The Body Electric

The Body Electric: Day Twenty-Nine


We run in the dark:

Just me and T, our feet slapping the wet pavement.

We run through quiet streets still aglow with holiday lights.  Bright orbs as big as pumpkins bob from the trees — a neighborhood tradition — and as they sway gently in the six-o’clock dark, their reflections shimmer in the puddles.

And my body hurts, but suddenly it occurs to me that I feel completely and totally alive.


It seems fitting, to be writing about running today.  When I first began this little series, some twenty-nine days ago, I was writing about running, then, too.  And now, the circle is beginning to close.

And I’m tired.

As I round the last bend toward the hill I call home, I’m tired.

I’m tired of December and its rush of parties and events and food and drink.

I’m tired of writing.

And running.

And a lot of other things too big to put into such a small post.

But this is the kind of exhaustion that feels good, somehow, if only because it proves, in its way, that I’m living.
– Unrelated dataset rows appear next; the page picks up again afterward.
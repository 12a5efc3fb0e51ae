//! Display-refresh scheduling
//!
//! Loops are cooperative: a loop asks the host for the next refresh, does its
//! work when that refresh fires, then asks again. Stopping a loop cancels the
//! outstanding request so the host holds no callback for it.

use std::collections::BTreeSet;
use std::fmt;

/// Handle for one requested display refresh
#[derive(Clone, Copy, PartialEq, Eq, PartialOrd, Ord, Hash)]
pub struct FrameRequest(pub u64);

impl fmt::Debug for FrameRequest {
    fn fmt(&self, f: &mut fmt::Formatter<'_>) -> fmt::Result {
        write!(f, "Frame({})", self.0)
    }
}

/// Source of display-refresh callbacks supplied by the host
pub trait RefreshScheduler {
    /// Ask for a callback on the next refresh
    fn request_frame(&mut self) -> FrameRequest;

    /// Withdraw a pending request. Unknown or already-fired requests are ignored.
    fn cancel_frame(&mut self, request: FrameRequest);
}

/// In-process refresh source: each `fire` is one display refresh
#[derive(Debug, Default)]
pub struct ManualScheduler {
    next_id: u64,
    pending: BTreeSet<FrameRequest>,
    refreshes: u64,
}

impl ManualScheduler {
    pub fn new() -> Self {
        Self::default()
    }

    /// Run one refresh: every pending request fires, in request order
    pub fn fire(&mut self) -> Vec<FrameRequest> {
        self.refreshes += 1;
        std::mem::take(&mut self.pending).into_iter().collect()
    }

    pub fn is_pending(&self, request: FrameRequest) -> bool {
        self.pending.contains(&request)
    }

    pub fn pending_count(&self) -> usize {
        self.pending.len()
    }

    pub fn refreshes(&self) -> u64 {
        self.refreshes
    }
}

impl RefreshScheduler for ManualScheduler {
    fn request_frame(&mut self) -> FrameRequest {
        let request = FrameRequest(self.next_id);
        self.next_id += 1;
        self.pending.insert(request);
        request
    }

    fn cancel_frame(&mut self, request: FrameRequest) {
        self.pending.remove(&request);
    }
}

/// A cancellable request-next-tick loop
#[derive(Debug)]
pub struct TickLoop {
    /// Name used in logs
    name: &'static str,
    /// Loop wants to keep running
    running: bool,
    /// Outstanding refresh request
    pending: Option<FrameRequest>,
    /// Refreshes this loop has handled
    ticks: u64,
}

impl TickLoop {
    pub fn new(name: &'static str) -> Self {
        Self {
            name,
            running: false,
            pending: None,
            ticks: 0,
        }
    }

    /// Start the loop. Returns false if it was already running.
    pub fn start<S: RefreshScheduler + ?Sized>(&mut self, scheduler: &mut S) -> bool {
        if self.running {
            return false;
        }
        self.running = true;
        self.pending = Some(scheduler.request_frame());
        tracing::trace!(name = self.name, "tick loop started");
        true
    }

    pub fn is_running(&self) -> bool {
        self.running
    }

    pub fn pending(&self) -> Option<FrameRequest> {
        self.pending
    }

    pub fn ticks(&self) -> u64 {
        self.ticks
    }

    /// Consume this loop's request if it is among the fired ones.
    /// Returns true when the loop should run its tick now.
    pub fn take_fired(&mut self, fired: &[FrameRequest]) -> bool {
        match self.pending {
            Some(request) if self.running && fired.contains(&request) => {
                self.pending = None;
                self.ticks += 1;
                true
            }
            _ => false,
        }
    }

    /// Request the next refresh after a tick, unless the loop was stopped
    /// during that tick.
    pub fn rearm<S: RefreshScheduler + ?Sized>(&mut self, scheduler: &mut S) {
        if self.running && self.pending.is_none() {
            self.pending = Some(scheduler.request_frame());
        }
    }

    /// Stop the loop and release its pending request.
    /// Idempotent: returns true only for the call that actually stopped it.
    pub fn stop<S: RefreshScheduler + ?Sized>(&mut self, scheduler: &mut S) -> bool {
        if let Some(request) = self.pending.take() {
            scheduler.cancel_frame(request);
        }
        let was_running = self.running;
        self.running = false;
        if was_running {
            tracing::trace!(name = self.name, ticks = self.ticks, "tick loop stopped");
        }
        was_running
    }
}
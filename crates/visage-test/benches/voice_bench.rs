//! Benchmarks for VISAGE audio analysis and lip-sync drivers

use criterion::{black_box, criterion_group, criterion_main, BenchmarkId, Criterion};
use rand::rngs::StdRng;
use rand::SeedableRng;

use visage_test::{rig, SyntheticVoice};
use visage_voice::{AnalyserConfig, FrequencyDriver, ProceduralDriver, SpectrumAnalyser};

fn bench_analyser(c: &mut Criterion) {
    let mut group = c.benchmark_group("analyser_byte_frequency_data");

    for fft_size in [256usize, 512, 2048] {
        let config = AnalyserConfig {
            fft_size,
            ..Default::default()
        };
        let mut analyser = SpectrumAnalyser::new(config).unwrap();
        let mut voice = SyntheticVoice::new(16_000, 1);
        analyser.push_samples(&voice.next_chunk(fft_size));
        let mut bins = Vec::new();

        group.bench_with_input(BenchmarkId::from_parameter(fft_size), &fft_size, |b, _| {
            b.iter(|| {
                analyser.byte_frequency_data(&mut bins);
                black_box(bins.len())
            })
        });
    }
    group.finish();
}

fn bench_frequency_driver(c: &mut Criterion) {
    let mut registry = rig::registry(&rig::full_face());
    let mut driver = FrequencyDriver::new();
    let bins = vec![120u8; 256];

    c.bench_function("frequency_driver_apply", |b| {
        b.iter(|| driver.apply_bins(&mut registry, black_box(&bins)))
    });
}

fn bench_procedural_driver(c: &mut Criterion) {
    let mut registry = rig::registry(&rig::full_face());
    let mut driver = ProceduralDriver::default();
    let mut rng = StdRng::seed_from_u64(1);

    c.bench_function("procedural_driver_tick", |b| {
        b.iter(|| black_box(driver.tick(&mut registry, 1.0 / 60.0, &mut rng)))
    });
}

criterion_group!(
    benches,
    bench_analyser,
    bench_frequency_driver,
    bench_procedural_driver,
);
criterion_main!(benches);
//! Speech sessions
//!
//! The page signals speech through callbacks on the utterance or audio
//! element: start, end, and error. Error ends the session like a normal end.

use visage_core::SessionId;

/// Speech lifecycle signal from the host
#[derive(Debug, Clone, Copy, PartialEq, Eq)]
pub enum SpeechEvent {
    Started,
    Ended,
    Failed,
}

impl SpeechEvent {
    /// Speaking flag after this event
    pub fn speaking(self) -> bool {
        matches!(self, SpeechEvent::Started)
    }
}

/// What drives the mouth during a session
#[derive(Debug, Clone, Copy, PartialEq, Eq)]
pub enum SessionSource {
    /// Oscillators, no audio
    Procedural,
    /// Live spectrum
    Analyser,
}

/// One lip-sync session
#[derive(Debug, Clone, Copy, PartialEq)]
pub struct SpeechSession {
    pub id: SessionId,
    pub source: SessionSource,
    /// Clock time the session started
    pub started_at: f32,
}

impl SpeechSession {
    pub fn duration(&self, now: f32) -> f32 {
        (now - self.started_at).max(0.0)
    }
}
And I don’t question the feeling.


I slow to a walk as I make my way up the hill to my house.  In the waterglimmer, the little bicycle-spoke lights I’ve laced into my running shoes glow in the dark:

Left foot blue.

Right foot red.





My footsteps are slow now.  My hair is a mess, my breaths ragged, but that’s okay.  I accept the messiness as something beautiful in and of itself.  

I accept the tiredness as something beautiful, in and of itself.

I accept my aging body as something beautiful, in and of itself.

I accept … myself.


I go home and I take a hot shower.

In my little writing room, I sit down and write a messy blog post, and I accept that messiness, too.

I unlace the bicycle-spoke lights from my sneakers and switch them on in my palm.

Their glow is so small, but still:  I’m switching on lights in the dark…

And for today, that’s enough. ❤


The Body Electric

The Body Electric: Day One

Yesterday.  Early evening.

I slip into my running shoes and sit down on the kitchen floor by the back door, in front of the rainsplashed full-length mirror.  


Slowly, I slide into a stretch, feeling all the little muscles in my legs resisting until, after a minute or so, they loosen all at once.  Whatever was taut suddenly feels soft and pliant, and I can bend my torso and rest my face comfortably on my knees.

I’ve always loved this quiet place before a run.  I loved it years ago when I was competing, and I love it now, when I run only for myself.  These days, it’s like a quiet agreement between myself and my body:  a promise that I will listen to it and be gentle with it.  That I will challenge it, and enjoy it, but not abuse it.

I realize only now, as I’m typing the words, that this is the kind of silent agreement that lovers make.

And that seems right to me.


Can I tell you something that’s honest?  The world I grew up in didn’t teach me to think very highly of my body.

I’ve spoken briefly, now and again, about the fact that I was educated and churched in the conservative Christian milieu.  I’m (deeply) grateful for some of the things I learned in that place:  to love my enemies.  To give generously.  To be open to ideas that can’t always be pinned down into clear-cut facts.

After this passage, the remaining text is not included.